Martha's face was a mask of confusion. She was trying to understand and not knowing how. Ren saw this and tried again.

"Suppose we try from this angle," he said patiently. "If a car is going ten miles an hour it will be ten miles farther on at the end of an hour. If it goes twenty miles an hour it will be twenty miles farther on. But suppose it goes both ten miles an hour and twenty miles an hour. At the end of an hour it will be ten miles and twenty miles along, and according to what the Earth is used to it would have to become two cars to do that.

"If it went every speed from zero to twenty miles an hour it would have to become an infinite number of cars, and occupy every position from the starting point to a twenty-mile distance at the end of an hour. That would be the conventional conclusion to the abstract problems. With the new basics it does just that--except that it is still just one car, and yet never was just one car and never will be. It CAN'T be, because there is no such thing, in the new system, as a one thing.

"I myself am not Ren Gravenard, only Ren Gravenard, or anything else that your old ideas can conceive of. You'll see, Martha. The whole world will see soon, just as I did after we had been on Metapor a short while and had gotten the contradictions out of my mind and my structure."

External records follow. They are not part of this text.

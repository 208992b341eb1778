// Integration tests for the stepping protocol

use steptrace::config::TraceConfig;
use steptrace::machine::{Library, Navigation};
use steptrace::memory::Value;
use steptrace::sequencer::{BeginError, Readiness, TraceRequest, TraceSequencer};
use steptrace::snapshot::StepKind;

fn sequencer() -> TraceSequencer {
    TraceSequencer::new(Library::standard().expect("standard library validates"))
}

fn algorithm(id: &str, preset: Option<&str>, variant: Option<&str>) -> TraceRequest {
    TraceRequest::Algorithm {
        id: id.to_string(),
        preset: preset.map(str::to_string),
        variant: variant.map(str::to_string),
    }
}

fn begin(seq: &mut TraceSequencer, request: TraceRequest) -> Readiness {
    seq.begin(request, TraceConfig::default())
        .expect("request is valid")
}

#[test]
fn test_source_session_walks_forward_and_back() {
    let mut seq = sequencer();
    let readiness = begin(&mut seq, TraceRequest::Source("x = 1\ny = 2\n".to_string()));
    assert_eq!(readiness, Readiness::Ready);
    assert_eq!(seq.len(), 3);
    assert_eq!(seq.current().and_then(|r| r.line), Some(1));

    assert_eq!(seq.advance().and_then(|r| r.line), Some(2));
    assert_eq!(seq.advance().map(|r| r.kind), Some(StepKind::Finished));
    assert!(seq.is_finished());

    assert_eq!(seq.retreat().and_then(|r| r.line), Some(2));
    assert_eq!(seq.position(), 1);
    assert_eq!(seq.jump_to_start().and_then(|r| r.line), Some(1));
    assert_eq!(seq.retreat().and_then(|r| r.line), Some(1));
    assert_eq!(seq.program_lines(), vec!["x = 1", "y = 2"]);
}

#[test]
fn test_end_is_idempotent() {
    let mut seq = sequencer();
    begin(&mut seq, algorithm("variable_swap", None, None));
    let end = seq.jump_to_end().cloned().expect("terminal record");
    assert_eq!(end.kind, StepKind::Finished);
    let position = seq.position();

    assert_eq!(seq.advance(), Some(&end));
    assert_eq!(seq.jump_to_end(), Some(&end));
    assert_eq!(seq.position(), position);
}

#[test]
fn test_pending_session_cannot_step() {
    let mut seq = sequencer();
    let readiness = begin(&mut seq, algorithm("bin_sort", None, None));
    assert_eq!(
        readiness,
        Readiness::NotReady {
            missing: vec!["data".to_string()]
        }
    );
    assert!(!seq.is_ready());
    assert_eq!(seq.len(), 1);

    let initial = seq.current().cloned().expect("initial record");
    assert_eq!(initial.kind, StepKind::Normal);
    assert_eq!(initial.variables.get("data"), Some(&Value::Unset));
    assert_eq!(seq.advance(), Some(&initial));
    assert_eq!(seq.jump_to_end(), Some(&initial));
    assert_eq!(seq.position(), 0);

    assert_eq!(seq.select_preset("ウ"), Ok(Readiness::Ready));
    assert_eq!(seq.preset(), Some("ウ"));
    assert!(seq.len() > 1);
    let end = seq.jump_to_end().expect("terminal record");
    assert_eq!(end.kind, StepKind::Finished);
}

#[test]
fn test_preset_in_request() {
    let mut seq = sequencer();
    let readiness = begin(&mut seq, algorithm("binary_search", Some("エ"), None));
    assert_eq!(readiness, Readiness::Ready);
    let end = seq.jump_to_end().expect("terminal record");
    assert_eq!(end.variables.get("result"), Some(&Value::Int(3)));
}

#[test]
fn test_variant_switch_reruns() {
    let mut seq = sequencer();
    begin(&mut seq, algorithm("gcd_subtraction", None, None));
    assert_eq!(seq.variant(), Some("エ"));
    let answer = seq
        .jump_to_end()
        .and_then(|r| r.variables.get("result").cloned());
    assert_eq!(answer, Some(Value::Int(12)));

    assert_eq!(seq.select_variant("イ"), Ok(Readiness::Ready));
    assert_eq!(seq.variant(), Some("イ"));
    assert_eq!(seq.position(), 0);
    let wrong = seq
        .jump_to_end()
        .and_then(|r| r.variables.get("result").cloned());
    assert_eq!(wrong, Some(Value::Int(36)));

    let err = seq.select_variant("オ").unwrap_err();
    assert!(matches!(err, BeginError::UnknownVariant { .. }));
}

#[test]
fn test_forward_only_algorithms_ignore_retreat() {
    let mut seq = sequencer();
    begin(&mut seq, algorithm("recursive_factorial", None, None));
    assert_eq!(seq.navigation(), Navigation::ForwardOnly);
    seq.advance();
    seq.advance();
    assert_eq!(seq.position(), 2);
    seq.retreat();
    assert_eq!(seq.position(), 2);
    seq.jump_to_start();
    assert_eq!(seq.position(), 2);
}

#[test]
fn test_reset_discards_session() {
    let mut seq = sequencer();
    begin(&mut seq, algorithm("fizz_buzz", Some("3"), None));
    seq.advance();
    seq.reset();
    assert!(seq.is_idle());
    assert!(seq.current().is_none());
    assert_eq!(seq.len(), 0);
    assert_eq!(seq.preset(), None);
    assert_eq!(seq.supply("num", Value::Int(3)), Err(BeginError::NoSession));
}

#[test]
fn test_begin_errors() {
    let mut seq = sequencer();
    let config = TraceConfig::default();
    assert_eq!(
        seq.begin(TraceRequest::Source("   \n".to_string()), config),
        Err(BeginError::EmptySource)
    );
    assert_eq!(
        seq.begin(algorithm("quick_sort", None, None), config),
        Err(BeginError::UnknownAlgorithm("quick_sort".to_string()))
    );
    assert!(seq.is_idle());
}

#[test]
fn test_begin_replaces_previous_session() {
    let mut seq = sequencer();
    begin(&mut seq, algorithm("variable_swap", None, None));
    seq.jump_to_end();
    begin(&mut seq, TraceRequest::Source("print('hi')\n".to_string()));
    assert_eq!(seq.position(), 0);
    assert!(seq.descriptor().is_none());
    let end = seq.jump_to_end().expect("terminal record");
    assert_eq!(end.output, "hi\n");
}

#[test]
fn test_source_with_error_is_navigable() {
    let mut seq = sequencer();
    begin(&mut seq, TraceRequest::Source("x = 1\nx.foo()\n".to_string()));
    let end = seq.jump_to_end().expect("terminal record");
    assert_eq!(end.kind, StepKind::Error);
    assert!(seq.is_finished());
    assert_eq!(seq.retreat().and_then(|r| r.line), Some(2));
}
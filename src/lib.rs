// Public API for integration tests and potential library usage

pub mod host;
pub mod protocol;
pub mod puzzles;
pub mod registry;
pub mod reveal;
pub mod room;
pub mod types;
pub mod ws;
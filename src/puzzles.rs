//! Puzzle catalog, loaded once at startup and shared read-only across rooms.

use crate::types::{Difficulty, Puzzle};
use rand::seq::IndexedRandom;
use rand::Rng;
use std::path::Path;
use std::sync::Arc;

/// Immutable set of puzzles with uniform random selection (with replacement,
/// so repeats across rounds are fine).
pub struct PuzzleStore {
    puzzles: Vec<Arc<Puzzle>>,
}

impl PuzzleStore {
    /// Load puzzles from a JSON file of `{category, answer, difficulty}`
    /// records. A missing or malformed file is non-fatal: the built-in
    /// default set is used instead.
    pub fn load(path: impl AsRef<Path>) -> Self {
        let path = path.as_ref();
        match Self::try_load(path) {
            Ok(store) => {
                tracing::info!("Loaded {} puzzles from {}", store.len(), path.display());
                store
            }
            Err(e) => {
                tracing::warn!(
                    "Failed to load puzzles from {}: {}. Using built-in set.",
                    path.display(),
                    e
                );
                Self::builtin()
            }
        }
    }

    fn try_load(path: &Path) -> Result<Self, Box<dyn std::error::Error>> {
        let data = std::fs::read_to_string(path)?;
        let puzzles: Vec<Puzzle> = serde_json::from_str(&data)?;
        if puzzles.is_empty() {
            return Err("puzzle file is empty".into());
        }
        Ok(Self::new(puzzles))
    }

    /// An empty input degrades to the built-in set, so a store always has
    /// at least one puzzle.
    pub fn new(puzzles: Vec<Puzzle>) -> Self {
        if puzzles.is_empty() {
            return Self::builtin();
        }
        Self {
            puzzles: puzzles.into_iter().map(Arc::new).collect(),
        }
    }

    /// Minimal fallback set used when the puzzle file is unavailable.
    pub fn builtin() -> Self {
        Self::new(vec![
            Puzzle {
                category: "PHRASE".to_string(),
                answer: "A DIME A DOZEN".to_string(),
                difficulty: Difficulty::Easy,
            },
            Puzzle {
                category: "THING".to_string(),
                answer: "LAPTOP COMPUTER".to_string(),
                difficulty: Difficulty::Medium,
            },
        ])
    }

    /// Pick one puzzle uniformly at random.
    pub fn choose(&self, rng: &mut impl Rng) -> Arc<Puzzle> {
        // Constructors guarantee at least one puzzle.
        self.puzzles
            .choose(rng)
            .cloned()
            .unwrap_or_else(|| unreachable!("puzzle store is never empty"))
    }

    pub fn len(&self) -> usize {
        self.puzzles.len()
    }

    pub fn is_empty(&self) -> bool {
        self.puzzles.is_empty()
    }
}
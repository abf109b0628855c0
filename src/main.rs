use axum::{routing::get, Json, Router};
use std::net::SocketAddr;
use std::sync::Arc;
use tower_http::{cors::CorsLayer, trace::TraceLayer};
use tracing_subscriber::{layer::SubscriberExt, util::SubscriberInitExt};

use tossup::host::{GameHost, HostConfig};
use tossup::puzzles::PuzzleStore;
use tossup::registry::RoomRegistry;
use tossup::types::GameConfig;
use tossup::ws;

#[tokio::main]
async fn main() {
    // Load .env file if present (before any env var reads)
    if let Err(e) = dotenvy::dotenv() {
        // Not an error if .env doesn't exist, only log if it's a different issue
        if !matches!(e, dotenvy::Error::Io(_)) {
            eprintln!("Warning: Failed to load .env file: {}", e);
        }
    }

    // Initialize tracing
    tracing_subscriber::registry()
        .with(
            tracing_subscriber::EnvFilter::try_from_default_env()
                .unwrap_or_else(|_| "tossup=debug,tower_http=debug,axum=trace".into()),
        )
        .with(tracing_subscriber::fmt::layer())
        .init();

    tracing::info!("Starting tossup...");

    // Initialize the AI game host (static fallback when unconfigured)
    let host = Arc::new(GameHost::new(HostConfig::from_env()));

    // Load the puzzle catalog
    let puzzles_path =
        std::env::var("PUZZLES_PATH").unwrap_or_else(|_| "puzzles.json".to_string());
    let puzzles = Arc::new(PuzzleStore::load(&puzzles_path));

    let registry = Arc::new(RoomRegistry::new(host, puzzles, GameConfig::default()));

    let app = Router::new()
        .route("/ws/{room_id}", get(ws::ws_handler))
        .route("/health", get(health_check))
        .layer(CorsLayer::permissive())
        .layer(TraceLayer::new_for_http())
        .with_state(registry);

    let addr = SocketAddr::from(([0, 0, 0, 0], 8000));
    tracing::info!("Listening on http://{}", addr);

    let listener = tokio::net::TcpListener::bind(addr).await.unwrap();
    axum::serve(listener, app).await.unwrap();
}

/// Health check endpoint.
async fn health_check() -> Json<serde_json::Value> {
    Json(serde_json::json!({
        "status": "healthy",
        "service": "tossup",
    }))
}
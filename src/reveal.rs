//! Masked puzzle rendering and letter-reveal ordering.
//!
//! Both functions are pure so the room tasks and the tests share one source
//! of truth for how a board looks and in which order letters come out.

use rand::seq::SliceRandom;
use rand::Rng;
use std::collections::HashSet;

/// Common letters revealed first, in this order. Anything outside the table
/// sorts after it by code point.
const PRIORITY_LETTERS: [char; 9] = ['E', 'T', 'A', 'O', 'I', 'N', 'S', 'H', 'R'];

/// Render the board: revealed letters uppercased, hidden letters as `_`,
/// spaces and punctuation verbatim.
pub fn masked_display(answer: &str, revealed: &HashSet<usize>) -> String {
    answer
        .chars()
        .enumerate()
        .map(|(i, c)| {
            if c.is_alphabetic() {
                if revealed.contains(&i) {
                    c.to_ascii_uppercase()
                } else {
                    '_'
                }
            } else {
                c
            }
        })
        .collect()
}

/// Compute the order in which letter positions are disclosed: all alphabetic
/// indices, shuffled, then stably sorted by letter-frequency priority. The
/// shuffle only shows through as randomized tie-breaking between
/// equal-priority letters.
pub fn reveal_order(answer: &str, rng: &mut impl Rng) -> Vec<usize> {
    let chars: Vec<char> = answer.chars().collect();
    let mut positions: Vec<usize> = chars
        .iter()
        .enumerate()
        .filter(|(_, c)| c.is_alphabetic())
        .map(|(i, _)| i)
        .collect();

    positions.shuffle(rng);
    positions.sort_by_key(|&i| letter_priority(chars[i]));
    positions
}

fn letter_priority(c: char) -> u32 {
    let upper = c.to_ascii_uppercase();
    match PRIORITY_LETTERS.iter().position(|&p| p == upper) {
        Some(idx) => idx as u32,
        None => PRIORITY_LETTERS.len() as u32 + upper as u32,
    }
}

#[cfg(test)]
mod tests {
    use super::*;
    use rand::rngs::StdRng;
    use rand::SeedableRng;

    #[test]
    fn masked_display_hides_all_letters_initially() {
        let display = masked_display("LAPTOP COMPUTER", &HashSet::new());
        assert_eq!(display, "______ ________");
    }

    #[test]
    fn masked_display_preserves_length_and_punctuation() {
        let answer = "IT'S A DIME, A DOZEN!";
        let display = masked_display(answer, &HashSet::new());
        assert_eq!(display.chars().count(), answer.chars().count());
        for (i, (a, d)) in answer.chars().zip(display.chars()).enumerate() {
            if a.is_alphabetic() {
                assert_eq!(d, '_', "letter at {} should be hidden", i);
            } else {
                assert_eq!(d, a, "non-letter at {} should pass through", i);
            }
        }
    }

    #[test]
    fn masked_display_reveals_exactly_the_given_positions() {
        let revealed: HashSet<usize> = [0, 3, 8].into_iter().collect();
        let display = masked_display("laptop computer", &revealed);
        assert_eq!(display, "L__T__ _O______");
    }

    #[test]
    fn reveal_order_covers_every_letter_exactly_once() {
        let mut rng = StdRng::seed_from_u64(7);
        let order = reveal_order("LAPTOP COMPUTER", &mut rng);
        // 14 letters; the space at index 6 is never revealed.
        assert_eq!(order.len(), 14);
        assert!(!order.contains(&6));
        let unique: HashSet<usize> = order.iter().copied().collect();
        assert_eq!(unique.len(), order.len());
    }

    #[test]
    fn reveal_order_is_deterministic_for_a_fixed_seed() {
        let a = reveal_order("LAPTOP COMPUTER", &mut StdRng::seed_from_u64(42));
        let b = reveal_order("LAPTOP COMPUTER", &mut StdRng::seed_from_u64(42));
        assert_eq!(a, b);
    }

    #[test]
    fn priority_letters_come_out_before_the_rest() {
        let answer = "LAPTOP COMPUTER";
        let chars: Vec<char> = answer.chars().collect();
        for seed in 0..10 {
            let order = reveal_order(answer, &mut StdRng::seed_from_u64(seed));
            let last_priority = order
                .iter()
                .rposition(|&i| PRIORITY_LETTERS.contains(&chars[i]))
                .unwrap();
            let first_other = order
                .iter()
                .position(|&i| !PRIORITY_LETTERS.contains(&chars[i]))
                .unwrap();
            assert!(
                last_priority < first_other,
                "seed {}: E/T/A/O/I/N/S/H/R must precede other letters",
                seed
            );
        }
    }

    #[test]
    fn within_the_table_letters_follow_table_order() {
        let order = reveal_order("ETA", &mut StdRng::seed_from_u64(3));
        // E (index 0), T (index 1), A (index 2) in frequency order.
        assert_eq!(order, vec![0, 1, 2]);
    }
}
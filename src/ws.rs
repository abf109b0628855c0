//! WebSocket gateway: one connection per player, routed into a room.

use axum::{
    extract::{
        ws::{Message, WebSocket, WebSocketUpgrade},
        Path, Query, State,
    },
    response::IntoResponse,
};
use futures::{sink::SinkExt, stream::StreamExt};
use serde::Deserialize;
use std::sync::Arc;
use tokio::sync::broadcast::error::RecvError;

use crate::host::HostEvent;
use crate::protocol::{ClientMessage, ServerMessage};
use crate::registry::{JoinedPlayer, RoomRegistry};
use crate::room::events;

#[derive(Debug, Deserialize)]
pub struct WsQuery {
    pub name: Option<String>,
}

/// WebSocket upgrade handler for `/ws/{room_id}`
pub async fn ws_handler(
    ws: WebSocketUpgrade,
    Path(room_id): Path<String>,
    Query(params): Query<WsQuery>,
    State(registry): State<Arc<RoomRegistry>>,
) -> impl IntoResponse {
    tracing::info!(
        "WebSocket connection request: room={}, name={:?}",
        room_id,
        params.name
    );

    ws.on_upgrade(move |socket| handle_socket(socket, room_id, params, registry))
}

/// Handle an individual player connection for its whole lifetime.
async fn handle_socket(
    socket: WebSocket,
    room_id: String,
    params: WsQuery,
    registry: Arc<RoomRegistry>,
) {
    let (mut sender, mut receiver) = socket.split();

    let JoinedPlayer {
        handle,
        player_id,
        player_name,
        mut rx,
    } = registry.join(&room_id, params.name).await;

    // The welcome goes to this connection only.
    let message = registry
        .host()
        .narrate(
            &HostEvent::Intro {
                player_name: player_name.clone(),
            },
            None,
        )
        .await;
    let audio = registry.host().synthesize(&message).await;
    let welcome = ServerMessage::Welcome {
        player_id: player_id.clone(),
        player_name: player_name.clone(),
        room_id: room_id.clone(),
        message,
        audio,
    };
    match serde_json::to_string(&welcome) {
        Ok(json) => {
            if sender.send(Message::Text(json.into())).await.is_err() {
                tracing::warn!("Failed to send welcome to {}", player_name);
                registry.leave(&room_id, &player_id).await;
                return;
            }
        }
        Err(e) => tracing::error!("Failed to encode welcome message: {}", e),
    }

    // Everyone (including the newcomer) gets the updated roster.
    {
        let room = handle.room.lock().await;
        let roster = room.roster();
        room.broadcast(ServerMessage::PlayerUpdate { players: roster });
    }

    loop {
        tokio::select! {
            // Forward room broadcasts to this socket
            broadcast_msg = rx.recv() => {
                match broadcast_msg {
                    Ok(msg) => {
                        if let Ok(json) = serde_json::to_string(&msg) {
                            if sender.send(Message::Text(json.into())).await.is_err() {
                                // Send failure means this player is gone.
                                break;
                            }
                        }
                    }
                    Err(RecvError::Lagged(skipped)) => {
                        tracing::warn!(
                            "Connection for {} lagged, skipped {} broadcasts",
                            player_name,
                            skipped
                        );
                    }
                    Err(RecvError::Closed) => break,
                }
            }

            // Handle inbound client frames
            ws_msg = receiver.next() => {
                match ws_msg {
                    Some(Ok(Message::Text(text))) => {
                        tracing::debug!("Received from {}: {}", player_name, text);

                        match serde_json::from_str::<ClientMessage>(&text) {
                            Ok(client_msg) => {
                                events::handle_message(&handle, &player_id, client_msg).await;
                            }
                            Err(e) => {
                                tracing::error!("Failed to parse client message: {}", e);
                                let error = ServerMessage::Error {
                                    code: "PARSE_ERROR".to_string(),
                                    msg: format!("Invalid message format: {}", e),
                                };
                                if let Ok(json) = serde_json::to_string(&error) {
                                    let _ = sender.send(Message::Text(json.into())).await;
                                }
                            }
                        }
                    }
                    Some(Ok(Message::Close(_))) => {
                        tracing::info!("WebSocket closed by {}", player_name);
                        break;
                    }
                    Some(Ok(Message::Ping(data))) => {
                        if sender.send(Message::Pong(data)).await.is_err() {
                            break;
                        }
                    }
                    Some(Ok(_)) => {}
                    Some(Err(e)) => {
                        tracing::error!("WebSocket error for {}: {}", player_name, e);
                        break;
                    }
                    None => break,
                }
            }
        }
    }

    registry.leave(&room_id, &player_id).await;
    tracing::info!("Connection closed for {} in room {}", player_name, room_id);
}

"Then what are you?" Martha asked tensely.

"I'm the crew of the Endore," Ren said softly. "I'm Ren Gravenard here and now because that is the only thing you can accept at present. I'm--Her, the incomprehensible."

A question rose in Martha's mind. She drew back from the question as from the brink of the Abyss, yet felt drawn magnetically toward it. Ren watched and knew what that question would be. She opened her lips.

"Who--am I?" she asked.

"Look at your hands," Ren said.

Martha looked down at her hands resting on the edge of the table. They were large, gnarled, strong--the hands of a man. She flexed them. They were smooth and skillful.

Wonderingly she raised her eyes to look at her companion across the table. Her companion was--herself and she was Ren Gravenard. Anything else would have been--unthinkable.

THE END

FOOTNOTES:

[1] In 2027 A.D., just seventy-five years after the first space flight, a dangerous disease was brought to Earth which wiped out almost a million lives before a cure was found. Immediately an elaborate quarantine procedure was developed to take care of any possible eventuality. This also included the psych screening routine to check on the sanity and normalcy of returning space crews.

One feature of emergency quarantine was the creation of the spaceport zone, an area with a radius of fifty miles about the spaceport, which during quarantine was to be blocked off with nothing permitted to go either in or out.

For all-out quarantine as in this present case, a temporary planet quarantine was to be imposed, preventing the landing or taking off of any space ship at all.

Other measures would take effect if and when they became necessary, such as national quarantine, continent quarantine, and even harsh measures if they became necessary.--ED.